Dr. Dre and Snoop Doggy Dog,
Bronski Beat,
U.S. Maple,
The Shadows of Knight,
Smog,
Grauzone,
Country Teasers,
The Slits,
Eve St. Jones,
Deadbeat,
Marc Almond,
The Leaves,
David McCallum,
Sly & The Family Stone,
Mr. Review,
Roy Ayers,
Marvin Gaye,
Sixth Finger,
Schoolly D,
Marmalade,
Lou Reed & John Cale,
Joey Negro,
Mary Jane Girls,
Minny Pops,
DJ Sneak,
Gerry Rafferty,
D'Angelo,
Lee Hazlewood,
Johnny Osbourne,
LL Cool J,
John Cale,
K-Klass,
Max Romeo,
Echospace,
Harry Pussy,
the Normal,
Ultra Naté,
Television Personalities,
Agitation Free,
Barbara Tucker,
World's Most,
Jawbox,
Morten Harket,
Crime,
Nico,
Heavy D & The Boyz,
Cal Tjader,
Siouxsie and the Banshees,
Aural Exciters,
Black Pus,
Idris Muhammad,
Loose Ends,
Minor Threat,
The Toasters,
Howard Jones,
Piero Umiliani,
Pole,
David Axelrod,
Kaleidoscope,
Maurizio,
Suburban Knight,
Pussy Galore,
The Mummies, The Mummies, The Mummies, The Mummies.

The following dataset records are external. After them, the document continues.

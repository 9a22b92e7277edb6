use tracing::{debug, info};

use crate::card::CardId;
use crate::deck::{Deck, UndoRecord};
use crate::error::EngineError;
use crate::hints::{self, DisplayState, HintCombination, HintFilters};

/// What a click on a card did.
#[derive(Debug, Clone, Copy, PartialEq, Eq)]
pub enum ClickOutcome {
    /// Nothing was selected; the card is now the selection.
    Selected(CardId),
    /// The selection covered the clicked card.
    Moved(UndoRecord),
    /// The clicked card was not a cover target; the selection was dropped.
    Deselected,
}

/// Everything one game needs besides the renderer: the deck, the undo
/// stack, the current selection and the hint panel.
#[derive(Debug, Clone)]
pub struct Session {
    deck: Deck,
    history: Vec<UndoRecord>,
    selected: Option<CardId>,
    pub filters: HintFilters,
    pub combination: HintCombination,
}

impl Session {
    pub fn new(deck: Deck, combination: HintCombination) -> Self {
        Session {
            deck,
            history: Vec::new(),
            selected: None,
            filters: HintFilters::default(),
            combination,
        }
    }

    /// Deal a new shuffled game. Hint settings survive a restart.
    pub fn restart<R: rand::Rng + ?Sized>(&mut self, rng: &mut R) {
        self.deck = Deck::shuffled(rng);
        self.history.clear();
        self.selected = None;
        info!("new game dealt");
    }

    // -------------------------------------------------------------------------
    // Accessors
    // -------------------------------------------------------------------------

    pub fn deck(&self) -> &Deck {
        &self.deck
    }

    pub fn selected(&self) -> Option<CardId> {
        self.selected
    }

    pub fn can_undo(&self) -> bool {
        !self.history.is_empty()
    }

    pub fn is_over(&self) -> bool {
        self.deck.is_game_over()
    }

    pub fn display_state(&self) -> DisplayState {
        hints::display_state(&self.deck, self.selected, &self.filters, self.combination)
    }

    // -------------------------------------------------------------------------
    // Player actions
    // -------------------------------------------------------------------------

    /// Two-step move: the first click selects a card, the second click
    /// either lands on a highlighted cover target or cancels.
    pub fn click(&mut self, id: CardId) -> Result<ClickOutcome, EngineError> {
        if self.deck.id_to_position(id).is_none() {
            return Err(if id.is_valid() {
                EngineError::CardNotInPlay(id)
            } else {
                EngineError::InvalidCardId(id)
            });
        }

        let Some(selected) = self.selected.take() else {
            self.selected = Some(id);
            debug!(card = %id, "card selected");
            return Ok(ClickOutcome::Selected(id));
        };

        let Some(distance) = [1, 3]
            .into_iter()
            .find(|&d| self.deck.cover_target(selected, d) == Some(id))
        else {
            return Ok(ClickOutcome::Deselected);
        };

        match self.play(selected, distance)? {
            Some(record) => Ok(ClickOutcome::Moved(record)),
            None => Ok(ClickOutcome::Deselected),
        }
    }

    /// Apply a move directly and remember it for undo.
    pub fn play(&mut self, id: CardId, distance: usize) -> Result<Option<UndoRecord>, EngineError> {
        self.selected = None;
        let record = self.deck.make_move(id, distance)?;
        if let Some(record) = record {
            self.history.push(record);
            if self.deck.is_game_over() {
                info!(moves = self.history.len(), "game over");
            }
        }
        Ok(record)
    }

    /// Undo the latest move. Returns `false` when there is nothing to undo.
    pub fn undo(&mut self) -> Result<bool, EngineError> {
        self.selected = None;
        let Some(record) = self.history.pop() else {
            return Ok(false);
        };
        if let Err(e) = self.deck.undo_move(&record) {
            self.history.push(record);
            return Err(e);
        }
        Ok(true)
    }
}

#[cfg(test)]
mod tests {
    use super::*;
    use crate::card::Card;
    use rand::SeedableRng;

    fn id(label: &str) -> CardId {
        label.parse::<Card>().unwrap().id
    }

    fn session(labels: &[&str]) -> Session {
        let cards = labels.iter().map(|l| l.parse::<Card>().unwrap()).collect();
        Session::new(Deck::from_cards(cards), HintCombination::Or)
    }

    #[test]
    fn select_then_cover_one_back() {
        let mut s = session(&["5D", "KS", "5S", "5H"]);
        assert_eq!(s.click(id("5H")), Ok(ClickOutcome::Selected(id("5H"))));
        assert_eq!(s.selected(), Some(id("5H")));

        let outcome = s.click(id("5S")).unwrap();
        let ClickOutcome::Moved(record) = outcome else {
            panic!("expected a move, got {outcome:?}");
        };
        assert_eq!(record.distance, 1);
        assert_eq!(s.selected(), None);
        assert_eq!(s.deck().len(), 3);
        assert!(s.can_undo());
    }

    #[test]
    fn select_then_cover_three_back() {
        let mut s = session(&["5D", "KS", "5S", "5H"]);
        s.click(id("5H")).unwrap();
        let outcome = s.click(id("5D")).unwrap();
        assert!(matches!(outcome, ClickOutcome::Moved(r) if r.distance == 3));
        assert_eq!(s.deck().cards()[0].id, id("5H"));
    }

    #[test]
    fn clicking_a_non_target_cancels() {
        let mut s = session(&["5D", "KS", "5S", "5H"]);
        s.click(id("5H")).unwrap();
        assert_eq!(s.click(id("KS")), Ok(ClickOutcome::Deselected));
        assert_eq!(s.selected(), None);
        assert_eq!(s.deck().len(), 4);
        assert!(!s.can_undo());
    }

    #[test]
    fn clicking_a_removed_card_is_an_error() {
        let mut s = session(&["5D", "5S"]);
        s.play(id("5S"), 1).unwrap().unwrap();
        assert_eq!(s.click(id("5D")), Err(EngineError::CardNotInPlay(id("5D"))));
        assert_eq!(s.click(CardId(77)), Err(EngineError::InvalidCardId(CardId(77))));
    }

    #[test]
    fn undo_is_lifo_and_exhausts() {
        let mut s = session(&["AS", "2S", "3S"]);
        let start = s.deck().clone();
        s.play(id("3S"), 1).unwrap().unwrap();
        let middle = s.deck().clone();
        s.play(id("3S"), 1).unwrap().unwrap();
        assert!(s.is_over());

        assert_eq!(s.undo(), Ok(true));
        assert_eq!(s.deck(), &middle);
        assert_eq!(s.undo(), Ok(true));
        assert_eq!(s.deck(), &start);
        assert_eq!(s.undo(), Ok(false));
    }

    #[test]
    fn illegal_play_is_not_recorded() {
        let mut s = session(&["AS", "2H"]);
        assert_eq!(s.play(id("2H"), 1), Ok(None));
        assert!(!s.can_undo());
    }

    #[test]
    fn restart_clears_history_but_keeps_hints() {
        let mut s = Session::new(Deck::shuffled_with_seed(3), HintCombination::And);
        let mv = s.deck().ids_of_move(1).first().copied();
        if let Some(mv) = mv {
            s.play(mv.clicked, 1).unwrap();
        }
        s.filters.toggle_move(1).unwrap();
        s.click(s.deck().cards()[0].id).unwrap();

        let mut rng = rand::rngs::SmallRng::seed_from_u64(9);
        s.restart(&mut rng);
        assert_eq!(s.deck().len(), 52);
        assert!(!s.can_undo());
        assert_eq!(s.selected(), None);
        assert!(s.filters.move_one);
        assert_eq!(s.combination, HintCombination::And);
    }
}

You don't know what you really want.
You don't know what you really want.
You don't know what you really want.
You don't know what you really want.
You don't know what you really want.
You don't know what you really want.
You don't know what you really want.
You don't know what you really want.
You don't know what you really want.
You don't know what you really want.
You don't know what you really want.
You don't know what you really want.
You don't know what you really want.
You don't know what you really want.
You don't know what you really want.